23 agosto 2012

Filosofía de la finitud

Francisco Javier Bernad Morales

MÈLICH, Joan-Carles, Filosofía de la finitud. Herder, Barcelona, 2002, 12  x 19,8, 183 pp.

Desarrolla Mèlich en este libro ideas que ya apuntó en La ausencia del testimonio. El Holocausto —por nuestra cuenta añadiríamos el Gulag, sin creer que con ello se violente la argumentación— nos coloca ante la experiencia del mal radical y nos obliga a repensar el ideal ético ilustrado y nuestra propia concepción del hombre. Éste se nos presenta como un ser finito y contingente, anclado en el tiempo, obligado a interrogarse sobre el sentido de la vida y sobre el mal, e incapaz de hallar una respuesta.

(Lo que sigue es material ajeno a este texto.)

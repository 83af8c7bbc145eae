//! Alert Repository

use super::{RepoError, RepoResult, new_id};
use crate::db::models::{AiAlert, AlertDraft, AlertSeverity, AlertType, Ingredient};
use crate::utils::units::milli_to_qty;
use chrono::Utc;
use sqlx::sqlite::SqliteRow;
use sqlx::{QueryBuilder, Row, Sqlite, SqliteConnection, SqlitePool};

const ALERT_COLS: &str = "a.id, a.type AS alert_type, a.severity, a.title, a.message, \
     a.ingredient_id, a.is_read, a.metadata, a.created_at, \
     i.id AS i_id, i.name AS i_name, i.quantity_milli AS i_quantity_milli, \
     i.threshold_milli AS i_threshold_milli, i.unit AS i_unit, \
     i.expiry_date AS i_expiry_date, i.created_at AS i_created_at, \
     i.updated_at AS i_updated_at";

#[derive(Clone)]
pub struct AlertRepository {
    pool: SqlitePool,
}

fn map_alert_row(row: &SqliteRow) -> RepoResult<AiAlert> {
    let alert_type: String = row.try_get("alert_type")?;
    let severity: String = row.try_get("severity")?;
    let metadata: Option<String> = row.try_get("metadata")?;

    let ingredient_join: Option<String> = row.try_get("i_id")?;
    let ingredient = match ingredient_join {
        Some(id) => Some(Ingredient {
            id,
            name: row.try_get("i_name")?,
            quantity: milli_to_qty(row.try_get("i_quantity_milli")?),
            threshold: milli_to_qty(row.try_get("i_threshold_milli")?),
            unit: row.try_get("i_unit")?,
            expiry_date: row.try_get("i_expiry_date")?,
            created_at: row.try_get("i_created_at")?,
            updated_at: row.try_get("i_updated_at")?,
        }),
        None => None,
    };

    Ok(AiAlert {
        id: row.try_get("id")?,
        alert_type: alert_type.parse::<AlertType>().map_err(RepoError::Database)?,
        severity: severity
            .parse::<AlertSeverity>()
            .map_err(RepoError::Database)?,
        title: row.try_get("title")?,
        message: row.try_get("message")?,
        ingredient_id: row.try_get("ingredient_id")?,
        is_read: row.try_get("is_read")?,
        metadata: metadata.and_then(|raw| serde_json::from_str(&raw).ok()),
        created_at: row.try_get("created_at")?,
        ingredient,
    })
}

impl AlertRepository {
    pub fn new(pool: SqlitePool) -> Self {
        Self { pool }
    }

    /// Batch-insert alerts on the given connection, skipping exact
    /// duplicates. Returns the number of rows written.
    pub async fn create_many_on(
        conn: &mut SqliteConnection,
        drafts: &[AlertDraft],
    ) -> RepoResult<u64> {
        if drafts.is_empty() {
            return Ok(0);
        }
        let now = Utc::now();
        let mut qb = QueryBuilder::<Sqlite>::new(
            "INSERT OR IGNORE INTO ai_alerts \
             (id, type, severity, title, message, ingredient_id, is_read, created_at) ",
        );
        qb.push_values(drafts, |mut b, draft| {
            b.push_bind(new_id())
                .push_bind(draft.alert_type.as_str())
                .push_bind(draft.severity.as_str())
                .push_bind(&draft.title)
                .push_bind(&draft.message)
                .push_bind(&draft.ingredient_id)
                .push_bind(false)
                .push_bind(now);
        });
        let result = qb.build().execute(&mut *conn).await?;
        Ok(result.rows_affected())
    }

    pub async fn create_many(&self, drafts: &[AlertDraft]) -> RepoResult<u64> {
        let mut conn = self.pool.acquire().await?;
        Self::create_many_on(conn.as_mut(), drafts).await
    }

    /// Alerts filtered by read state, newest first, capped at `limit`
    pub async fn find_by_read(&self, is_read: bool, limit: i64) -> RepoResult<Vec<AiAlert>> {
        let rows = sqlx::query(&format!(
            "SELECT {ALERT_COLS} FROM ai_alerts a \
             LEFT JOIN ingredients i ON i.id = a.ingredient_id \
             WHERE a.is_read = ? ORDER BY a.created_at DESC, a.id DESC LIMIT ?"
        ))
        .bind(is_read)
        .bind(limit)
        .fetch_all(&self.pool)
        .await?;
        rows.iter().map(map_alert_row).collect()
    }

    /// Idempotent: marking an already-read alert succeeds
    pub async fn mark_read(&self, id: &str) -> RepoResult<()> {
        let result = sqlx::query("UPDATE ai_alerts SET is_read = 1 WHERE id = ?")
            .bind(id)
            .execute(&self.pool)
            .await?;
        if result.rows_affected() == 0 {
            return Err(RepoError::NotFound(format!("Alert {id} not found")));
        }
        Ok(())
    }
}
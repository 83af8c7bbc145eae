//! Alerts API Handlers

use axum::{
    Json,
    extract::{Path, Query, State},
};
use serde::{Deserialize, Serialize};

use crate::auth::RequireAdmin;
use crate::core::ServerState;
use crate::db::models::AiAlert;
use crate::utils::{AppResponse, AppResult};

#[derive(Debug, Deserialize)]
#[serde(rename_all = "camelCase")]
pub struct ListQuery {
    #[serde(default)]
    pub is_read: bool,
}

/// GET /api/alerts?isRead - alerts by read state, newest first, capped at 50
pub async fn list(
    _admin: RequireAdmin,
    State(state): State<ServerState>,
    Query(query): Query<ListQuery>,
) -> AppResult<Json<Vec<AiAlert>>> {
    Ok(Json(state.inventory.get_alerts(query.is_read).await?))
}

/// POST /api/alerts/{id}/read - dismiss an alert (idempotent)
pub async fn mark_read(
    _admin: RequireAdmin,
    State(state): State<ServerState>,
    Path(id): Path<String>,
) -> AppResult<Json<AppResponse<bool>>> {
    state.inventory.mark_alert_read(&id).await?;
    Ok(Json(AppResponse::success(true)))
}

#[derive(Debug, Serialize)]
#[serde(rename_all = "camelCase")]
pub struct AnalyzeResponse {
    pub success: bool,
    pub alerts_created: u64,
}

/// POST /api/alerts/analyze - on-demand inventory analysis
pub async fn analyze(
    _admin: RequireAdmin,
    State(state): State<ServerState>,
) -> AppResult<Json<AnalyzeResponse>> {
    let alerts_created = state.inventory.analyze_inventory().await?;
    Ok(Json(AnalyzeResponse {
        success: true,
        alerts_created,
    }))
}
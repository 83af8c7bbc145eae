//! Exact unit conversion between domain decimals and storage integers
//!
//! Money is persisted in integer cents and stock quantities in integer
//! milli-units (thousandths of the ingredient's unit). All arithmetic the
//! storage layer performs (the atomic stock decrement in particular) is
//! therefore integer math, and repeated runs can never accumulate
//! floating-point drift. `rust_decimal::Decimal` is the domain-facing type
//! at both edges of the conversion.

use rust_decimal::Decimal;
use rust_decimal::prelude::ToPrimitive;
use thiserror::Error;

/// Money carries at most 2 decimal places
pub const MONEY_SCALE: u32 = 2;
/// Stock quantities carry at most 3 decimal places
pub const QTY_SCALE: u32 = 3;

#[derive(Debug, Error, PartialEq, Eq)]
pub enum UnitError {
    #[error("{field} has more than {max_scale} decimal places: {value}")]
    TooPrecise {
        field: &'static str,
        max_scale: u32,
        value: Decimal,
    },

    #[error("{field} out of range: {value}")]
    OutOfRange { field: &'static str, value: Decimal },
}

/// Convert a monetary amount to integer cents, rejecting sub-cent input
pub fn money_to_cents(value: Decimal, field: &'static str) -> Result<i64, UnitError> {
    to_scaled(value, MONEY_SCALE, field)
}

/// Convert integer cents back to a 2-decimal amount
pub fn cents_to_money(cents: i64) -> Decimal {
    Decimal::new(cents, MONEY_SCALE)
}

/// Convert a stock quantity to integer milli-units, rejecting input finer
/// than the stored precision
pub fn qty_to_milli(value: Decimal, field: &'static str) -> Result<i64, UnitError> {
    to_scaled(value, QTY_SCALE, field)
}

/// Convert integer milli-units back to a 3-decimal quantity
pub fn milli_to_qty(milli: i64) -> Decimal {
    Decimal::new(milli, QTY_SCALE)
}

fn to_scaled(value: Decimal, scale: u32, field: &'static str) -> Result<i64, UnitError> {
    if value.normalize().scale() > scale {
        return Err(UnitError::TooPrecise {
            field,
            max_scale: scale,
            value,
        });
    }
    let factor = Decimal::from(10i64.pow(scale));
    value
        .checked_mul(factor)
        .and_then(|scaled| scaled.to_i64())
        .ok_or(UnitError::OutOfRange { field, value })
}
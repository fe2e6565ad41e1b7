use anyhow::{ensure, Context};
use clap::Parser;
use rand::{rngs::StdRng, Rng, SeedableRng};
use tracing::{info, Level};
use tracing_subscriber::FmtSubscriber;

pub mod cli;

use bounded::{observe::Dump, run, Report, Trace, WorkerId};
use cli::Args;

const SENTINEL: i32 = 0;

fn main() -> anyhow::Result<()> {
    let args = Args::parse();

    let subscriber = FmtSubscriber::builder()
        .with_max_level(if args.verbose { Level::DEBUG } else { Level::INFO })
        .with_target(false)
        .without_time()
        .finish();
    tracing::subscriber::set_global_default(subscriber)
        .context("setting default subscriber failed")?;

    let config = args.config();
    info!(
        "{} producers, {} consumers, {} slots, {} items",
        config.producers,
        config.consumers,
        config.capacity,
        config.effective_quota()
    );

    let seed = args.seed;
    let source = move |worker: WorkerId| {
        let mut rng = match seed {
            Some(seed) => StdRng::seed_from_u64(seed.wrapping_add(worker.index as u64)),
            None => StdRng::from_entropy(),
        };
        move || rng.gen_range(1..=99)
    };

    let report = if args.quiet {
        run(&config, SENTINEL, source, ())
    } else {
        run(&config, SENTINEL, source, Trace)
    }
    .context("producer/consumer run failed")?;

    summarize(&report);
    ensure!(
        report.snapshot.slots.iter().all(|&v| v == SENTINEL),
        "buffer not empty after run: [{}]",
        Dump(&report.snapshot.slots)
    );

    Ok(())
}

fn summarize(report: &Report<i32>) {
    let snap = &report.snapshot;
    info!(
        "produced {} and consumed {} items in {:?}",
        snap.produced, snap.consumed, report.elapsed
    );
    info!("final buffer: [{}]", Dump(&snap.slots));

    for (i, count) in report.deposits.iter().enumerate() {
        info!("{}: {count} deposits", WorkerId::producer(i + 1));
    }
    for (i, count) in report.withdrawals.iter().enumerate() {
        info!("{}: {count} withdrawals", WorkerId::consumer(i + 1));
    }
}
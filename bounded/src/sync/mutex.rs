use std::{
    cell::UnsafeCell,
    marker::PhantomData,
    mem::MaybeUninit,
    ops::{Deref, DerefMut},
};

use libc::{
    pthread_mutex_destroy, pthread_mutex_init, pthread_mutex_lock, pthread_mutex_t,
    pthread_mutex_unlock, pthread_mutexattr_destroy, pthread_mutexattr_init,
    pthread_mutexattr_settype, PTHREAD_MUTEX_ERRORCHECK,
};

use crate::{CheckOk, Error};

/// Process-private pthread mutex owning the data it guards.
///
/// The raw lock lives on the heap so its address stays fixed when the
/// `Mutex` itself is moved after initialization.
#[derive(Debug)]
pub struct Mutex<T> {
    lock: Box<UnsafeCell<MaybeUninit<pthread_mutex_t>>>,
    data: UnsafeCell<T>,
}

impl<T> Mutex<T> {
    pub fn new(data: T) -> Result<Self, Error> {
        let lock = Box::new(UnsafeCell::new(MaybeUninit::uninit()));
        let mut attr = MaybeUninit::uninit();
        unsafe {
            pthread_mutexattr_init(attr.as_mut_ptr()).r("mutexattr_init")?;

            // Relocking from the owning thread reports EDEADLK instead of hanging.
            let typed = pthread_mutexattr_settype(attr.as_mut_ptr(), PTHREAD_MUTEX_ERRORCHECK);
            let init = if typed == 0 {
                pthread_mutex_init((*lock.get()).as_mut_ptr(), attr.as_ptr())
            } else {
                0
            };
            pthread_mutexattr_destroy(attr.as_mut_ptr());

            typed.r("mutexattr_settype")?;
            init.r("mutex_init")?;
        }

        Ok(Self {
            lock,
            data: UnsafeCell::new(data),
        })
    }

    pub fn lock(&self) -> MutexGuard<T> {
        unsafe {
            let res = pthread_mutex_lock(self.raw());
            if res != 0 {
                panic!("failed to lock mutex: code {res}");
            }
            MutexGuard {
                lock: self,
                data: &mut *self.data.get(),
                _unsend: PhantomData,
            }
        }
    }

    fn raw(&self) -> *mut pthread_mutex_t {
        unsafe { (*self.lock.get()).as_mut_ptr() }
    }
}

/// Unlocks on drop. Must stay on the thread that locked.
pub struct MutexGuard<'a, T: 'a> {
    lock: &'a Mutex<T>,
    data: &'a mut T,
    _unsend: PhantomData<*const ()>,
}

impl<'a, T: 'a> MutexGuard<'a, T> {
    pub(super) fn raw_lock(&self) -> *mut pthread_mutex_t {
        self.lock.raw()
    }
}

impl<T> Deref for MutexGuard<'_, T> {
    type Target = T;
    fn deref(&self) -> &T {
        self.data
    }
}

impl<T> DerefMut for MutexGuard<'_, T> {
    fn deref_mut(&mut self) -> &mut T {
        self.data
    }
}

impl<T> Drop for MutexGuard<'_, T> {
    fn drop(&mut self) {
        unsafe {
            if pthread_mutex_unlock(self.lock.raw()) != 0 {
                panic!("failed to unlock mutex");
            }
        }
    }
}

unsafe impl<T: Send> Send for Mutex<T> {}
unsafe impl<T: Send> Sync for Mutex<T> {}

impl<T> Drop for Mutex<T> {
    fn drop(&mut self) {
        if unsafe { pthread_mutex_destroy(self.raw()) } != 0 {
            panic!("failed to destroy mutex");
        }
    }
}
use std::{
    thread::{self, Scope, ScopedJoinHandle},
    time::{Duration, Instant},
};

use tracing::{debug, warn};

use crate::{
    observe::Observer,
    worker::{consume, produce},
    Config, Error, Monitor, Snapshot, WorkerId,
};

/// Outcome of a completed run.
#[derive(Debug, Clone)]
pub struct Report<T> {
    /// Monitor state after every worker joined.
    pub snapshot: Snapshot<T>,
    /// Deposits per producer, `deposits[i]` belongs to `P{i + 1}`.
    pub deposits: Vec<usize>,
    /// Withdrawals per consumer, `withdrawals[i]` belongs to `C{i + 1}`.
    pub withdrawals: Vec<usize>,
    pub elapsed: Duration,
}

/// Runs `config.producers` producers against `config.consumers` consumers
/// and waits for all of them.
///
/// `source` is called once inside every producer thread to build that
/// producer's value generator. The monitor and its primitives are dropped
/// only after every started thread has been joined, also on error: a failed
/// spawn or a panicking worker aborts the monitor so the remaining workers
/// drain out instead of waiting on a peer that will never come.
pub fn run<T, G, S, O>(
    config: &Config,
    sentinel: T,
    source: S,
    observer: O,
) -> Result<Report<T>, Error>
where
    T: Copy + Send,
    S: Fn(WorkerId) -> G + Sync,
    G: FnMut() -> T,
    O: Observer<T>,
{
    config.validate()?;

    let monitor = Monitor::new(config.capacity, config.effective_quota(), sentinel, observer)?;
    let started = Instant::now();

    let (deposits, withdrawals) = thread::scope(|s| {
        let monitor = &monitor;
        let source = &source;
        let mut failure = None;

        let mut producers = Vec::with_capacity(config.producers);
        for i in 1..=config.producers {
            let worker = WorkerId::producer(i);
            let spawned = spawn(s, worker, move || {
                let _abort = AbortOnPanic(monitor);
                produce(monitor, worker, source(worker))
            });
            match spawned {
                Ok(handle) => producers.push((worker, handle)),
                Err(e) => {
                    failure = Some(e);
                    break;
                }
            }
        }

        let mut consumers = Vec::with_capacity(config.consumers);
        if failure.is_none() {
            for i in 1..=config.consumers {
                let worker = WorkerId::consumer(i);
                let spawned = spawn(s, worker, move || {
                    let _abort = AbortOnPanic(monitor);
                    consume(monitor, worker)
                });
                match spawned {
                    Ok(handle) => consumers.push((worker, handle)),
                    Err(e) => {
                        failure = Some(e);
                        break;
                    }
                }
            }
        }

        if let Some(e) = &failure {
            warn!("startup failed, draining started workers: {e}");
            monitor.abort();
        }

        let deposits = join_all(producers, &mut failure);
        let withdrawals = join_all(consumers, &mut failure);

        match failure {
            Some(e) => Err(e),
            None => Ok((deposits, withdrawals)),
        }
    })?;

    let elapsed = started.elapsed();
    let snapshot = monitor.snapshot();
    debug!(
        "all {} workers joined after {elapsed:?}",
        deposits.len() + withdrawals.len()
    );

    Ok(Report {
        snapshot,
        deposits,
        withdrawals,
        elapsed,
    })
}

fn spawn<'scope, 'env, F>(
    s: &'scope Scope<'scope, 'env>,
    worker: WorkerId,
    f: F,
) -> Result<ScopedJoinHandle<'scope, usize>, Error>
where
    F: FnOnce() -> usize + Send + 'scope,
{
    debug!("spawning {worker}");
    thread::Builder::new()
        .name(worker.to_string())
        .spawn_scoped(s, f)
        .map_err(|source| Error::Spawn { worker, source })
}

/// Joins every handle, keeping the first failure.
fn join_all(
    handles: Vec<(WorkerId, ScopedJoinHandle<'_, usize>)>,
    failure: &mut Option<Error>,
) -> Vec<usize> {
    handles
        .into_iter()
        .map(|(worker, handle)| match handle.join() {
            Ok(count) => count,
            Err(_) => {
                warn!("{worker} panicked");
                failure.get_or_insert(Error::Join { worker });
                0
            }
        })
        .collect()
}

/// Aborts the monitor when a worker unwinds, so its peers cannot block on
/// it forever.
struct AbortOnPanic<'a, T: Copy + Send, O: Observer<T>>(&'a Monitor<T, O>);

impl<T: Copy + Send, O: Observer<T>> Drop for AbortOnPanic<'_, T, O> {
    fn drop(&mut self) {
        if thread::panicking() {
            self.0.abort();
        }
    }
}
use bounded::{Config, DEFAULT_CAPACITY, DEFAULT_QUOTA};
use clap::Parser;

/// Bounded-buffer producers and consumers
#[derive(Debug, Clone, Parser)]
pub struct Args {
    /// Number of producer threads
    #[arg(value_parser = positive)]
    pub producers: usize,
    /// Number of consumer threads
    #[arg(value_parser = positive)]
    pub consumers: usize,
    /// Number of slots in the ring buffer
    #[arg(short, long, default_value_t = DEFAULT_CAPACITY, value_parser = positive)]
    pub capacity: usize,
    /// Items to produce and consume
    #[arg(short = 'n', long, default_value_t = DEFAULT_QUOTA, value_parser = positive)]
    pub items: usize,
    /// Production quota, overrides --items for producers
    #[arg(long, value_parser = positive)]
    pub produce: Option<usize>,
    /// Consumption quota, overrides --items for consumers
    #[arg(long, value_parser = positive)]
    pub consume: Option<usize>,
    /// Seed for the produced values
    ///
    /// Producer `i` draws from a generator seeded with `seed + i`.
    #[arg(long)]
    pub seed: Option<u64>,
    /// Only print the summary
    #[arg(short, long)]
    pub quiet: bool,
    /// Also log worker bookkeeping
    #[arg(short, long)]
    pub verbose: bool,
}

impl Args {
    pub fn config(&self) -> Config {
        Config::new(self.producers, self.consumers)
            .with_capacity(self.capacity)
            .with_quotas(
                self.produce.unwrap_or(self.items),
                self.consume.unwrap_or(self.items),
            )
    }
}

fn positive(s: &str) -> Result<usize, String> {
    match s.parse::<usize>() {
        Ok(0) => Err("must be greater than zero".to_string()),
        Ok(n) => Ok(n),
        Err(e) => Err(e.to_string()),
    }
}
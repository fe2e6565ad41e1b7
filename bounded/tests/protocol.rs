use std::{
    collections::HashMap,
    sync::{
        atomic::{AtomicBool, AtomicUsize, Ordering},
        Mutex,
    },
};

use bounded::{run, Config, Error, Event, Observer, Role, WorkerId};
use rand::Rng;

/// Checks every mutation it sees and keeps the values that went through.
#[derive(Default)]
struct Recorder {
    capacity: usize,
    max_occupancy: AtomicUsize,
    broken: AtomicBool,
    deposited: Mutex<Vec<u64>>,
    withdrawn: Mutex<Vec<u64>>,
}

impl Recorder {
    fn new(capacity: usize) -> Self {
        Self {
            capacity,
            ..Default::default()
        }
    }

    fn check(&self, ok: bool) {
        if !ok {
            self.broken.store(true, Ordering::Relaxed);
        }
    }
}

impl Observer<u64> for Recorder {
    fn deposited(&self, e: &Event<'_, u64>) {
        // Occupancy is reported after the push, so a push into a full
        // ring would show up as capacity + 1.
        self.check((1..=self.capacity).contains(&e.occupancy));
        self.check(e.slots.len() == self.capacity && e.slots[e.slot] == e.value);
        self.check(e.worker.role == Role::Producer);
        self.max_occupancy.fetch_max(e.occupancy, Ordering::Relaxed);
        self.deposited.lock().unwrap().push(e.value);
    }

    fn withdrawn(&self, e: &Event<'_, u64>) {
        self.check(e.occupancy < self.capacity);
        self.check(e.slots[e.slot] == 0);
        self.check(e.worker.role == Role::Consumer);
        self.withdrawn.lock().unwrap().push(e.value);
    }
}

/// Every producer emits `index * 1_000_000 + n`, so values are unique.
fn unique_values(worker: WorkerId) -> impl FnMut() -> u64 {
    let base = worker.index as u64 * 1_000_000;
    let mut n = 0;
    move || {
        n += 1;
        base + n
    }
}

#[test]
#[ntest::timeout(60000)]
fn exact_accounting_across_shapes() {
    for (p, m) in [(1, 1), (5, 1), (1, 5), (7, 3), (8, 8)] {
        let config = Config::new(p, m);
        let report = run(&config, 0, unique_values, ()).unwrap();

        let snap = &report.snapshot;
        assert_eq!((snap.produced, snap.consumed), (100, 100), "P={p} M={m}");
        assert_eq!(report.deposits.len(), p);
        assert_eq!(report.withdrawals.len(), m);
        assert_eq!(report.deposits.iter().sum::<usize>(), 100);
        assert_eq!(report.withdrawals.iter().sum::<usize>(), 100);
        assert_eq!(snap.occupancy, 0);
        assert_eq!(snap.slots, vec![0; 10]);
    }
}

#[test]
#[ntest::timeout(60000)]
fn every_value_moves_exactly_once() {
    let config = Config::new(8, 8).with_capacity(4).with_quota(500);
    let recorder = Recorder::new(4);

    let report = run(&config, 0, unique_values, &recorder).unwrap();

    assert!(!recorder.broken.load(Ordering::Relaxed));
    assert!(recorder.max_occupancy.load(Ordering::Relaxed) <= 4);

    let mut deposited = recorder.deposited.into_inner().unwrap();
    let mut withdrawn = recorder.withdrawn.into_inner().unwrap();
    assert_eq!(deposited.len(), 500);
    deposited.sort_unstable();
    withdrawn.sort_unstable();
    assert_eq!(deposited, withdrawn);
    deposited.dedup();
    assert_eq!(deposited.len(), 500);

    assert_eq!(report.snapshot.slots, vec![0; 4]);
}

#[test]
#[ntest::timeout(60000)]
fn each_producer_stream_stays_in_order() {
    let config = Config::new(4, 4).with_capacity(3).with_quota(300);
    let recorder = Recorder::new(3);

    run(&config, 0, unique_values, &recorder).unwrap();

    // A ring is FIFO, so the values of one producer leave in the order
    // that producer deposited them.
    let mut last: HashMap<u64, u64> = HashMap::new();
    for value in recorder.withdrawn.into_inner().unwrap() {
        let prev = last.insert(value / 1_000_000, value);
        assert!(prev.map_or(true, |prev| prev < value), "{prev:?} then {value}");
    }
}

#[test]
#[ntest::timeout(10000)]
fn two_slot_scenario() {
    let config = Config::new(1, 1).with_capacity(2).with_quota(4);
    let recorder = Recorder::new(2);

    let report = run(&config, 0, unique_values, &recorder).unwrap();

    assert!(!recorder.broken.load(Ordering::Relaxed));
    assert!(recorder.max_occupancy.load(Ordering::Relaxed) <= 2);
    assert_eq!(
        recorder.withdrawn.into_inner().unwrap(),
        vec![1_000_001, 1_000_002, 1_000_003, 1_000_004]
    );

    let snap = report.snapshot;
    assert_eq!(snap.slots, vec![0, 0]);
    assert_eq!((snap.produced, snap.consumed), (4, 4));
    assert_eq!((snap.head, snap.tail), (0, 0));
    assert_eq!((report.deposits, report.withdrawals), (vec![4], vec![4]));
}

#[test]
#[ntest::timeout(60000)]
fn repeated_runs_agree_on_counts() {
    let config = Config::new(6, 2).with_capacity(5).with_quota(120);

    for _ in 0..5 {
        let report = run(&config, 0, unique_values, ()).unwrap();
        assert_eq!((report.snapshot.produced, report.snapshot.consumed), (120, 120));
        assert_eq!(report.snapshot.slots, vec![0; 5]);
    }
}

#[test]
#[ntest::timeout(30000)]
fn unequal_quotas_move_the_smaller() {
    for (produce, consume) in [(150, 60), (20, 90)] {
        let config = Config::new(3, 3).with_quotas(produce, consume);
        let report = run(&config, 0, unique_values, ()).unwrap();

        let expected = produce.min(consume);
        assert_eq!(report.snapshot.produced, expected);
        assert_eq!(report.snapshot.consumed, expected);
        assert_eq!(report.snapshot.occupancy, 0);
    }
}

#[test]
#[ntest::timeout(10000)]
fn more_workers_than_items() {
    let config = Config::new(8, 8).with_capacity(1).with_quota(3);
    let report = run(&config, 0, unique_values, ()).unwrap();

    assert_eq!(report.snapshot.produced, 3);
    assert_eq!(report.snapshot.consumed, 3);
    assert_eq!(report.snapshot.slots, vec![0]);
}

#[test]
fn bad_config_spawns_nothing() {
    let called = AtomicBool::new(false);
    let source = |_: WorkerId| {
        called.store(true, Ordering::Relaxed);
        || 1u64
    };

    for config in [Config::new(0, 2), Config::new(2, 0), Config::new(1, 1).with_capacity(0)] {
        assert!(matches!(run(&config, 0, source, ()), Err(Error::Config(_))));
    }
    assert!(!called.load(Ordering::Relaxed));
}

#[test]
#[ntest::timeout(120000)]
fn random_shapes_terminate() {
    let mut rng = rand::thread_rng();

    for _ in 0..40 {
        let config = Config::new(rng.gen_range(1..=8), rng.gen_range(1..=8))
            .with_capacity(rng.gen_range(1..=6))
            .with_quotas(rng.gen_range(1..=200), rng.gen_range(1..=200));

        let report = run(&config, 0, unique_values, ()).unwrap();

        let quota = config.effective_quota();
        assert_eq!(report.snapshot.produced, quota, "{config:?}");
        assert_eq!(report.snapshot.consumed, quota, "{config:?}");
        assert!(report.snapshot.slots.iter().all(|&v| v == 0));
    }
}

struct Explodes;

impl Observer<u64> for Explodes {
    fn deposited(&self, e: &Event<'_, u64>) {
        if e.value == 1_000_005 {
            panic!("observer failure");
        }
    }
}

#[test]
#[ntest::timeout(30000)]
fn panicking_worker_fails_the_join() {
    let config = Config::new(1, 3).with_capacity(2);

    match run(&config, 0, unique_values, Explodes) {
        Err(Error::Join { worker }) => assert_eq!(worker, WorkerId::producer(1)),
        other => panic!("unexpected outcome: {other:?}"),
    }
}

En una posición declaradamente antikantiana, Mèlich niega la existencia de una razón pura práctica o de un bien ontológico, con lo que recuerda lo apuntado por Isaiah Berlin acerca de la incompatibilidad de los fines humanos —la libertad, la justicia, la fraternidad—  y la imposibilidad de respuestas últimas para las cuestiones normativas. Para el ser humano, el otro es la única trascendencia, un otro concreto, individual, con nombres y apellidos; no, por tanto, la Humanidad, sino el prójimo. La relación es ética cuando es deferente, cuando hace propia la causa del otro, del que no tiene poder. Y ¿quién con menos poder que el llamado musulmán, en la jerga de los campos?, el muerto viviente, el hombre a quien han aniquilado el alma, aunque su cuerpo aún parezca vivo, un ser incapaz ya de expresarse mediante la palabra, pero cuyo silencio, del que dan testimonio los relatos de los supervivientes, es perenne recordatorio del horror. La ética fundamentada en la experiencia del mal radical, de lo demoníaco —en palabras de Paul Tillich, citadas por Mèlich, lo demoníaco consiste en algo finito y limitado que ha sido investido de la magnitud de lo infinito—, formula su imperativo categórico en la exhortación de Theodor W. Adorno ¡Que Auschwitz no se repita! La tarea fundamental de la educación será evitar un nuevo Auschwitz.